== Segment start ==

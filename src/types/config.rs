//! Configuration structures.
//!
//! Configuration is loaded from an optional JSON file and then overridden by
//! environment variables.

use serde::{Deserialize, Serialize};
use std::path::Path;
use std::time::Duration;

use super::errors::{Error, Result};

/// Environment variable overriding `api.base_url`.
pub const ENV_API_URL: &str = "MINUTES_API_URL";
/// Environment variable selecting the log format (`json` or `compact`).
pub const ENV_LOG_FORMAT: &str = "MINUTES_LOG_FORMAT";
/// Environment variable overriding `observability.log_level`.
pub const ENV_LOG_LEVEL: &str = "MINUTES_LOG_LEVEL";

/// Global server configuration.
#[derive(Debug, Clone, Serialize, Deserialize, Default)]
pub struct Config {
    /// Server identity advertised during `initialize`.
    #[serde(default)]
    pub server: ServerConfig,

    /// Backend REST API.
    #[serde(default)]
    pub api: ApiConfig,

    /// Browser authorization flow.
    #[serde(default)]
    pub auth: AuthConfig,

    /// Stdio transport limits.
    #[serde(default)]
    pub transport: TransportConfig,

    /// Tool behaviour knobs.
    #[serde(default)]
    pub tools: ToolsConfig,

    /// Observability configuration.
    #[serde(default)]
    pub observability: ObservabilityConfig,
}

impl Config {
    /// Load configuration from `path` (if given), then apply environment overrides.
    pub fn load(path: Option<&Path>) -> Result<Self> {
        let mut config = match path {
            Some(path) => {
                let content = std::fs::read_to_string(path).map_err(|e| {
                    Error::config(format!("cannot read {}: {}", path.display(), e))
                })?;
                serde_json::from_str(&content).map_err(|e| {
                    Error::config(format!("invalid config {}: {}", path.display(), e))
                })?
            }
            None => Config::default(),
        };
        config.apply_env(|key| std::env::var(key).ok());
        config.validate()?;
        Ok(config)
    }

    /// Apply overrides from a variable lookup (injectable for tests).
    pub fn apply_env<F>(&mut self, lookup: F)
    where
        F: Fn(&str) -> Option<String>,
    {
        if let Some(url) = lookup(ENV_API_URL).filter(|v| !v.trim().is_empty()) {
            self.api.base_url = url;
        }
        if let Some(format) = lookup(ENV_LOG_FORMAT) {
            self.observability.json_logs = format.eq_ignore_ascii_case("json");
        }
        if let Some(level) = lookup(ENV_LOG_LEVEL).filter(|v| !v.trim().is_empty()) {
            self.observability.log_level = level;
        }
    }

    /// Reject configurations the server cannot run with.
    pub fn validate(&self) -> Result<()> {
        let url = self.api.base_url.trim();
        if !(url.starts_with("http://") || url.starts_with("https://")) {
            return Err(Error::config(format!(
                "api.base_url must be an http(s) URL, got '{}'",
                self.api.base_url
            )));
        }
        if self.tools.max_quantity == 0 {
            return Err(Error::config("tools.max_quantity must be positive"));
        }
        if self.api.max_image_bytes == 0 {
            return Err(Error::config("api.max_image_bytes must be positive"));
        }
        if self.transport.max_message_bytes == 0 {
            return Err(Error::config("transport.max_message_bytes must be positive"));
        }
        Ok(())
    }
}

/// Server identity.
#[derive(Debug, Clone, Serialize, Deserialize)]
pub struct ServerConfig {
    /// Name reported in `serverInfo`.
    pub name: String,

    /// Version reported in `serverInfo`.
    pub version: String,

    /// Usage instructions handed to the assistant on `initialize`.
    pub instructions: String,
}

impl Default for ServerConfig {
    fn default() -> Self {
        Self {
            name: "minutes-mcp".to_string(),
            version: env!("CARGO_PKG_VERSION").to_string(),
            instructions: DEFAULT_INSTRUCTIONS.to_string(),
        }
    }
}

const DEFAULT_INSTRUCTIONS: &str = "\
You are a quick-commerce shopping assistant. Call login_user before any cart, \
address or order tool. Search with search_products for direct item requests; \
when the user mentions a dish, ask how many people, dietary preference and \
allergies before searching. Always preview with add_to_cart (confirmed=false) \
and only call it again with confirmed=true after the user agrees. When an \
add_to_cart response carries has_recommendation=true, offer the recommended \
product without being pushy. Every tool returns JSON with success, message \
and optional data; read the message before deciding the next step.";

/// Backend REST API configuration.
#[derive(Debug, Clone, Serialize, Deserialize)]
pub struct ApiConfig {
    /// Base URL including the `/api` prefix.
    pub base_url: String,

    /// Whole-request timeout.
    #[serde(with = "humantime_serde")]
    pub request_timeout: Duration,

    /// TCP connect timeout.
    #[serde(with = "humantime_serde")]
    pub connect_timeout: Duration,

    /// User-Agent header sent to the backend.
    pub user_agent: String,

    /// Largest product image downloaded for display.
    #[serde(default = "default_max_image_bytes")]
    pub max_image_bytes: usize,
}

fn default_max_image_bytes() -> usize {
    1024 * 1024
}

impl Default for ApiConfig {
    fn default() -> Self {
        Self {
            base_url: "http://localhost:5000/api".to_string(),
            request_timeout: Duration::from_secs(15),
            connect_timeout: Duration::from_secs(5),
            user_agent: format!("minutes-mcp/{}", env!("CARGO_PKG_VERSION")),
            max_image_bytes: default_max_image_bytes(),
        }
    }
}

/// Browser authorization configuration.
#[derive(Debug, Clone, Serialize, Deserialize)]
pub struct AuthConfig {
    /// Upper bound on how long a pending authorization code is honoured.
    #[serde(with = "humantime_serde")]
    pub pending_ttl: Duration,

    /// How often the background sweeper evicts expired codes.
    #[serde(with = "humantime_serde")]
    pub sweep_interval: Duration,
}

impl Default for AuthConfig {
    fn default() -> Self {
        Self {
            pending_ttl: Duration::from_secs(600),
            sweep_interval: Duration::from_secs(60),
        }
    }
}

/// Stdio transport configuration.
#[derive(Debug, Clone, Serialize, Deserialize)]
pub struct TransportConfig {
    /// Maximum accepted size of one newline-delimited message.
    pub max_message_bytes: usize,
}

impl Default for TransportConfig {
    fn default() -> Self {
        Self {
            max_message_bytes: 4 * 1024 * 1024,
        }
    }
}

/// Tool behaviour configuration.
#[derive(Debug, Clone, Serialize, Deserialize)]
pub struct ToolsConfig {
    /// Maximum quantity of one product per cart line.
    pub max_quantity: u32,

    /// Orders scanned when mining "frequently bought together" suggestions.
    pub recommendation_history_limit: u32,
}

impl Default for ToolsConfig {
    fn default() -> Self {
        Self {
            max_quantity: 10,
            recommendation_history_limit: 50,
        }
    }
}

/// Observability configuration.
#[derive(Debug, Clone, Serialize, Deserialize)]
pub struct ObservabilityConfig {
    /// Tracing log level (trace, debug, info, warn, error).
    pub log_level: String,

    /// Enable JSON log formatting.
    pub json_logs: bool,
}

impl Default for ObservabilityConfig {
    fn default() -> Self {
        Self {
            log_level: "info".to_string(),
            json_logs: false,
        }
    }
}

== Segment end ==

[What needs to be done] Without altering anything, print all of the data again.

[Problem solution]
filename src/types/config.rs
//! Configuration structures.
//!
//! Configuration is loaded from an optional JSON file and then overridden by
//! environment variables.

use serde::{Deserialize, Serialize};
use std::path::Path;
use std::time::Duration;

use super::errors::{Error, Result};

/// Environment variable overriding `api.base_url`.
pub const ENV_API_URL: &str = "MINUTES_API_URL";
/// Environment variable selecting the log format (`json` or `compact`).
pub const ENV_LOG_FORMAT: &str = "MINUTES_LOG_FORMAT";
/// Environment variable overriding `observability.log_level`.
pub const ENV_LOG_LEVEL: &str = "MINUTES_LOG_LEVEL";

/// Global server configuration.
#[derive(Debug, Clone, Serialize, Deserialize, Default)]
pub struct Config {
    /// Server identity advertised during `initialize`.
    #[serde(default)]
    pub server: ServerConfig,

    /// Backend REST API.
    #[serde(default)]
    pub api: ApiConfig,

    /// Browser authorization flow.
    #[serde(default)]
    pub auth: AuthConfig,

    /// Stdio transport limits.
    #[serde(default)]
    pub transport: TransportConfig,

    /// Tool behaviour knobs.
    #[serde(default)]
    pub tools: ToolsConfig,

    /// Observability configuration.
    #[serde(default)]
    pub observability: ObservabilityConfig,
}

impl Config {
    /// Load configuration from `path` (if given), then apply environment overrides.
    pub fn load(path: Option<&Path>) -> Result<Self> {
        let mut config = match path {
            Some(path) => {
                let content = std::fs::read_to_string(path).map_err(|e| {
                    Error::config(format!("cannot read {}: {}", path.display(), e))
                })?;
                serde_json::from_str(&content).map_err(|e| {
                    Error::config(format!("invalid config {}: {}", path.display(), e))
                })?
            }
            None => Config::default(),
        };
        config.apply_env(|key| std::env::var(key).ok());
        config.validate()?;
        Ok(config)
    }

    /// Apply overrides from a variable lookup (injectable for tests).
    pub fn apply_env<F>(&mut self, lookup: F)
    where
        F: Fn(&str) -> Option<String>,
    {
        if let Some(url) = lookup(ENV_API_URL).filter(|v| !v.trim().is_empty()) {
            self.api.base_url = url;
        }
        if let Some(format) = lookup(ENV_LOG_FORMAT) {
            self.observability.json_logs = format.eq_ignore_ascii_case("json");
        }
        if let Some(level) = lookup(ENV_LOG_LEVEL).filter(|v| !v.trim().is_empty()) {
            self.observability.log_level = level;
        }
    }

    /// Reject configurations the server cannot run with.
    pub fn validate(&self) -> Result<()> {
        let url = self.api.base_url.trim();
        if !(url.starts_with("http://") || url.starts_with("https://")) {
            return Err(Error::config(format!(
                "api.base_url must be an http(s) URL, got '{}'",
                self.api.base_url
            )));
        }
        if self.tools.max_quantity == 0 {
            return Err(Error::config("tools.max_quantity must be positive"));
        }
        if self.api.max_image_bytes == 0 {
            return Err(Error::config("api.max_image_bytes must be positive"));
        }
        if self.transport.max_message_bytes == 0 {
            return Err(Error::config("transport.max_message_bytes must be positive"));
        }
        Ok(())
    }
}

/// Server identity.
#[derive(Debug, Clone, Serialize, Deserialize)]
pub struct ServerConfig {
    /// Name reported in `serverInfo`.
    pub name: String,

    /// Version reported in `serverInfo`.
    pub version: String,

    /// Usage instructions handed to the assistant on `initialize`.
    pub instructions: String,
}

impl Default for ServerConfig {
    fn default() -> Self {
        Self {
            name: "minutes-mcp".to_string(),
            version: env!("CARGO_PKG_VERSION").to_string(),
            instructions: DEFAULT_INSTRUCTIONS.to_string(),
        }
    }
}

const DEFAULT_INSTRUCTIONS: &str = "\
You are a quick-commerce shopping assistant. Call login_user before any cart, \
address or order tool. Search with search_products for direct item requests; \
when the user mentions a dish, ask how many people, dietary preference and \
allergies before searching. Always preview with add_to_cart (confirmed=false) \
and only call it again with confirmed=true after the user agrees. When an \
add_to_cart response carries has_recommendation=true, offer the recommended \
product without being pushy. Every tool returns JSON with success, message \
and optional data; read the message before deciding the next step.";

/// Backend REST API configuration.
#[derive(Debug, Clone, Serialize, Deserialize)]
pub struct ApiConfig {
    /// Base URL including the `/api` prefix.
    pub base_url: String,

    /// Whole-request timeout.
    #[serde(with = "humantime_serde")]
    pub request_timeout: Duration,

    /// TCP connect timeout.
    #[serde(with = "humantime_serde")]
    pub connect_timeout: Duration,

    /// User-Agent header sent to the backend.
    pub user_agent: String,

    /// Largest product image downloaded for display.
    #[serde(default = "default_max_image_bytes")]
    pub max_image_bytes: usize,
}

fn default_max_image_bytes() -> usize {
    1024 * 1024
}

impl Default for ApiConfig {
    fn default() -> Self {
        Self {
            base_url: "http://localhost:5000/api".to_string(),
            request_timeout: Duration::from_secs(15),
            connect_timeout: Duration::from_secs(5),
            user_agent: format!("minutes-mcp/{}", env!("CARGO_PKG_VERSION")),
            max_image_bytes: default_max_image_bytes(),
        }
    }
}

/// Browser authorization configuration.
#[derive(Debug, Clone, Serialize, Deserialize)]
pub struct AuthConfig {
    /// Upper bound on how long a pending authorization code is honoured.
    #[serde(with = "humantime_serde")]
    pub pending_ttl: Duration,

    /// How often the background sweeper evicts expired codes.
    #[serde(with = "humantime_serde")]
    pub sweep_interval: Duration,
}

impl Default for AuthConfig {
    fn default() -> Self {
        Self {
            pending_ttl: Duration::from_secs(600),
            sweep_interval: Duration::from_secs(60),
        }
    }
}

/// Stdio transport configuration.
#[derive(Debug, Clone, Serialize, Deserialize)]
pub struct TransportConfig {
    /// Maximum accepted size of one newline-delimited message.
    pub max_message_bytes: usize,
}

impl Default for TransportConfig {
    fn default() -> Self {
        Self {
            max_message_bytes: 4 * 1024 * 1024,
        }
    }
}

/// Tool behaviour configuration.
#[derive(Debug, Clone, Serialize, Deserialize)]
pub struct ToolsConfig {
    /// Maximum quantity of one product per cart line.
    pub max_quantity: u32,

    /// Orders scanned when mining "frequently bought together" suggestions.
    pub recommendation_history_limit: u32,
}

impl Default for ToolsConfig {
    fn default() -> Self {
        Self {
            max_quantity: 10,
            recommendation_history_limit: 50,
        }
    }
}

/// Observability configuration.
#[derive(Debug, Clone, Serialize, Deserialize)]
pub struct ObservabilityConfig {
    /// Tracing log level (trace, debug, info, warn, error).
    pub log_level: String,

    /// Enable JSON log formatting.
    pub json_logs: bool,
}

impl Default for ObservabilityConfig {
    fn default() -> Self {
        Self {
            log_level: "info".to_string(),
            json_logs: false,
        }
    }
}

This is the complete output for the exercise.